§ Problem details
Copy every line below exactly.

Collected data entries
========

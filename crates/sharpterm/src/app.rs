//! 終端機主迴圈
//!
//! stdin 的每一行交給 [`World::handle_input`]，以 `/` 開頭的是本地命令：
//! - `/key Ctrl+F1`：觸發巨集
//! - `/reset`：重設腳本引擎
//! - `/save`：儲存 `config.set`
//! - `/quit`：離開

use std::io;
use std::path::PathBuf;
use std::time::{Duration, Instant};

use clap::Parser;
use sharpcore::{
    lock_world, ChannelClient, SharedWorld, Shortcut, StoreError, TelnetConfig, TelnetConnection,
    TelnetError, World, WorldStore,
};
use thiserror::Error;
use tokio::io::{AsyncBufReadExt, BufReader};
use tokio::sync::mpsc;
use tokio::time::MissedTickBehavior;
use tracing::{debug, error, info, warn};

use crate::console::ConsoleSink;

#[derive(Parser, Debug)]
#[command(version, about = "SharpScript MUD 客戶端", long_about = None)]
pub struct Args {
    /// world 名稱
    pub world: String,

    /// 主機（會寫回 world 設定）
    #[arg(long)]
    pub host: Option<String>,

    /// 連接埠（會寫回 world 設定）
    #[arg(short, long)]
    pub port: Option<u16>,

    /// 文字編碼（utf-8、big5…）
    #[arg(long)]
    pub encoding: Option<String>,

    /// 設定目錄，預設為系統設定目錄下的 sharpmud
    #[arg(long)]
    pub config_dir: Option<PathBuf>,
}

#[derive(Debug, Error)]
pub enum AppError {
    #[error(transparent)]
    Store(#[from] StoreError),

    #[error(transparent)]
    Telnet(#[from] TelnetError),

    #[error("終端機 IO 錯誤: {0}")]
    Io(#[from] io::Error),

    #[error("world {0} 沒有設定主機，請使用 --host")]
    NoHost(String),
}

/// 伺服器安靜這麼久之後，沒有換行的最後一行視為提示字元顯示
const PROMPT_DELAY: Duration = Duration::from_millis(200);

enum Event {
    Received(Option<String>),
    Outgoing(String),
    Input(Option<String>),
    Tick,
}

#[derive(Debug, PartialEq, Eq)]
enum Control {
    Continue,
    Quit,
}

pub async fn run(args: Args) -> Result<(), AppError> {
    let root = match args.config_dir {
        Some(dir) => dir,
        None => WorldStore::default_root()?,
    };
    let mut store = WorldStore::new(root);

    let mut settings = store.load_settings(&args.world)?;
    let mut changed = false;
    if let Some(host) = args.host {
        settings.host = host;
        changed = true;
    }
    if let Some(port) = args.port {
        settings.port = port;
        changed = true;
    }
    if let Some(encoding) = args.encoding {
        settings.encoding = encoding;
        changed = true;
    }
    if changed {
        store.save_settings(&settings)?;
    }
    if settings.host.is_empty() {
        return Err(AppError::NoHost(settings.name));
    }

    let script = store.load_script(&settings.name)?;
    let mut world = World::new(settings.clone(), Box::new(ConsoleSink::new(settings.speech)));
    if let Err(err) = world.load_config(&script, Instant::now()) {
        warn!(world = %settings.name, "config.set 有錯誤，僅載入部分設定: {}", err);
    }
    let world = world.into_shared();

    let config = TelnetConfig::with_encoding_label(&settings.encoding)?;
    let mut connection = TelnetConnection::connect(&settings.host, settings.port, config).await?;

    let (tx, mut outgoing) = mpsc::unbounded_channel();
    lock_world(&world).bind_client(Box::new(ChannelClient::new(tx)));

    let mut input = BufReader::new(tokio::io::stdin()).lines();
    let mut ticker = tokio::time::interval(settings.timer_tick());
    ticker.set_missed_tick_behavior(MissedTickBehavior::Skip);

    let mut last_received = Instant::now();
    let result = loop {
        let event = tokio::select! {
            text = connection.read_text() => match text {
                Ok(text) => Event::Received(text),
                Err(err) => break Err(err.into()),
            },
            Some(line) = outgoing.recv() => Event::Outgoing(line),
            line = input.next_line() => match line {
                Ok(line) => Event::Input(line),
                Err(err) => break Err(err.into()),
            },
            _ = ticker.tick() => Event::Tick,
        };

        match event {
            Event::Received(None) => break Ok(()),
            Event::Received(Some(text)) => {
                last_received = Instant::now();
                if !text.is_empty() {
                    receive(&world, &text);
                }
                if let Err(err) = connection.flush_replies().await {
                    break Err(err.into());
                }
            }
            Event::Outgoing(line) => {
                if let Err(err) = connection.send_line(&line).await {
                    break Err(err.into());
                }
            }
            Event::Input(None) => break Ok(()),
            Event::Input(Some(line)) => {
                if handle_line(&world, &mut store, &line) == Control::Quit {
                    break Ok(());
                }
            }
            Event::Tick => {
                if connection.has_partial() && last_received.elapsed() >= PROMPT_DELAY {
                    if let Some(prompt) = connection.take_partial() {
                        receive(&world, &prompt);
                    }
                }
                let resumed = lock_world(&world).poll_timers(Instant::now());
                if resumed > 0 {
                    debug!(resumed, "恢復暫停的腳本");
                }
            }
        }
    };

    lock_world(&world).unbind_client();
    save(&world, &mut store);
    info!("已離開");
    result
}

fn receive(world: &SharedWorld, text: &str) {
    let reception = lock_world(world).handle_message(text, Instant::now());
    if let Some(mark) = reception.mark {
        debug!(line = mark.line, column = mark.column, "標記位置");
    }
}

fn handle_line(world: &SharedWorld, store: &mut WorldStore, line: &str) -> Control {
    let Some(command) = line.strip_prefix('/') else {
        lock_world(world).handle_input(line, Instant::now());
        return Control::Continue;
    };

    let (name, rest) = command
        .split_once(char::is_whitespace)
        .unwrap_or((command, ""));
    match name {
        "quit" => return Control::Quit,
        "reset" => lock_world(world).reset_engine(),
        "save" => save(world, store),
        "key" => match Shortcut::parse(rest) {
            Ok(shortcut) => {
                if !lock_world(world).handle_key(&shortcut, Instant::now()) {
                    warn!("{} 沒有對應的巨集", shortcut);
                }
            }
            Err(err) => warn!("{}", err),
        },
        // 不認得的本地命令原樣送出
        _ => lock_world(world).handle_input(line, Instant::now()),
    }
    Control::Continue
}

fn save(world: &SharedWorld, store: &mut WorldStore) {
    let (name, content) = {
        let world = lock_world(world);
        (world.settings().name.clone(), world.save_config())
    };
    if let Err(err) = store.save_script(&name, &content) {
        error!(world = %name, "儲存 config.set 失敗: {}", err);
    }
}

========

§ Solution to this exercise
filename crates/sharpterm/src/app.rs
//! 終端機主迴圈
//!
//! stdin 的每一行交給 [`World::handle_input`]，以 `/` 開頭的是本地命令：
//! - `/key Ctrl+F1`：觸發巨集
//! - `/reset`：重設腳本引擎
//! - `/save`：儲存 `config.set`
//! - `/quit`：離開

use std::io;
use std::path::PathBuf;
use std::time::{Duration, Instant};

use clap::Parser;
use sharpcore::{
    lock_world, ChannelClient, SharedWorld, Shortcut, StoreError, TelnetConfig, TelnetConnection,
    TelnetError, World, WorldStore,
};
use thiserror::Error;
use tokio::io::{AsyncBufReadExt, BufReader};
use tokio::sync::mpsc;
use tokio::time::MissedTickBehavior;
use tracing::{debug, error, info, warn};

use crate::console::ConsoleSink;

#[derive(Parser, Debug)]
#[command(version, about = "SharpScript MUD 客戶端", long_about = None)]
pub struct Args {
    /// world 名稱
    pub world: String,

    /// 主機（會寫回 world 設定）
    #[arg(long)]
    pub host: Option<String>,

    /// 連接埠（會寫回 world 設定）
    #[arg(short, long)]
    pub port: Option<u16>,

    /// 文字編碼（utf-8、big5…）
    #[arg(long)]
    pub encoding: Option<String>,

    /// 設定目錄，預設為系統設定目錄下的 sharpmud
    #[arg(long)]
    pub config_dir: Option<PathBuf>,
}

#[derive(Debug, Error)]
pub enum AppError {
    #[error(transparent)]
    Store(#[from] StoreError),

    #[error(transparent)]
    Telnet(#[from] TelnetError),

    #[error("終端機 IO 錯誤: {0}")]
    Io(#[from] io::Error),

    #[error("world {0} 沒有設定主機，請使用 --host")]
    NoHost(String),
}

/// 伺服器安靜這麼久之後，沒有換行的最後一行視為提示字元顯示
const PROMPT_DELAY: Duration = Duration::from_millis(200);

enum Event {
    Received(Option<String>),
    Outgoing(String),
    Input(Option<String>),
    Tick,
}

#[derive(Debug, PartialEq, Eq)]
enum Control {
    Continue,
    Quit,
}

pub async fn run(args: Args) -> Result<(), AppError> {
    let root = match args.config_dir {
        Some(dir) => dir,
        None => WorldStore::default_root()?,
    };
    let mut store = WorldStore::new(root);

    let mut settings = store.load_settings(&args.world)?;
    let mut changed = false;
    if let Some(host) = args.host {
        settings.host = host;
        changed = true;
    }
    if let Some(port) = args.port {
        settings.port = port;
        changed = true;
    }
    if let Some(encoding) = args.encoding {
        settings.encoding = encoding;
        changed = true;
    }
    if changed {
        store.save_settings(&settings)?;
    }
    if settings.host.is_empty() {
        return Err(AppError::NoHost(settings.name));
    }

    let script = store.load_script(&settings.name)?;
    let mut world = World::new(settings.clone(), Box::new(ConsoleSink::new(settings.speech)));
    if let Err(err) = world.load_config(&script, Instant::now()) {
        warn!(world = %settings.name, "config.set 有錯誤，僅載入部分設定: {}", err);
    }
    let world = world.into_shared();

    let config = TelnetConfig::with_encoding_label(&settings.encoding)?;
    let mut connection = TelnetConnection::connect(&settings.host, settings.port, config).await?;

    let (tx, mut outgoing) = mpsc::unbounded_channel();
    lock_world(&world).bind_client(Box::new(ChannelClient::new(tx)));

    let mut input = BufReader::new(tokio::io::stdin()).lines();
    let mut ticker = tokio::time::interval(settings.timer_tick());
    ticker.set_missed_tick_behavior(MissedTickBehavior::Skip);

    let mut last_received = Instant::now();
    let result = loop {
        let event = tokio::select! {
            text = connection.read_text() => match text {
                Ok(text) => Event::Received(text),
                Err(err) => break Err(err.into()),
            },
            Some(line) = outgoing.recv() => Event::Outgoing(line),
            line = input.next_line() => match line {
                Ok(line) => Event::Input(line),
                Err(err) => break Err(err.into()),
            },
            _ = ticker.tick() => Event::Tick,
        };

        match event {
            Event::Received(None) => break Ok(()),
            Event::Received(Some(text)) => {
                last_received = Instant::now();
                if !text.is_empty() {
                    receive(&world, &text);
                }
                if let Err(err) = connection.flush_replies().await {
                    break Err(err.into());
                }
            }
            Event::Outgoing(line) => {
                if let Err(err) = connection.send_line(&line).await {
                    break Err(err.into());
                }
            }
            Event::Input(None) => break Ok(()),
            Event::Input(Some(line)) => {
                if handle_line(&world, &mut store, &line) == Control::Quit {
                    break Ok(());
                }
            }
            Event::Tick => {
                if connection.has_partial() && last_received.elapsed() >= PROMPT_DELAY {
                    if let Some(prompt) = connection.take_partial() {
                        receive(&world, &prompt);
                    }
                }
                let resumed = lock_world(&world).poll_timers(Instant::now());
                if resumed > 0 {
                    debug!(resumed, "恢復暫停的腳本");
                }
            }
        }
    };

    lock_world(&world).unbind_client();
    save(&world, &mut store);
    info!("已離開");
    result
}

fn receive(world: &SharedWorld, text: &str) {
    let reception = lock_world(world).handle_message(text, Instant::now());
    if let Some(mark) = reception.mark {
        debug!(line = mark.line, column = mark.column, "標記位置");
    }
}

fn handle_line(world: &SharedWorld, store: &mut WorldStore, line: &str) -> Control {
    let Some(command) = line.strip_prefix('/') else {
        lock_world(world).handle_input(line, Instant::now());
        return Control::Continue;
    };

    let (name, rest) = command
        .split_once(char::is_whitespace)
        .unwrap_or((command, ""));
    match name {
        "quit" => return Control::Quit,
        "reset" => lock_world(world).reset_engine(),
        "save" => save(world, store),
        "key" => match Shortcut::parse(rest) {
            Ok(shortcut) => {
                if !lock_world(world).handle_key(&shortcut, Instant::now()) {
                    warn!("{} 沒有對應的巨集", shortcut);
                }
            }
            Err(err) => warn!("{}", err),
        },
        // 不認得的本地命令原樣送出
        _ => lock_world(world).handle_input(line, Instant::now()),
    }
    Control::Continue
}

fn save(world: &SharedWorld, store: &mut WorldStore) {
    let (name, content) = {
        let world = lock_world(world);
        (world.settings().name.clone(), world.save_config())
    };
    if let Err(err) = store.save_script(&name, &content) {
        error!(world = %name, "儲存 config.set 失敗: {}", err);
    }
}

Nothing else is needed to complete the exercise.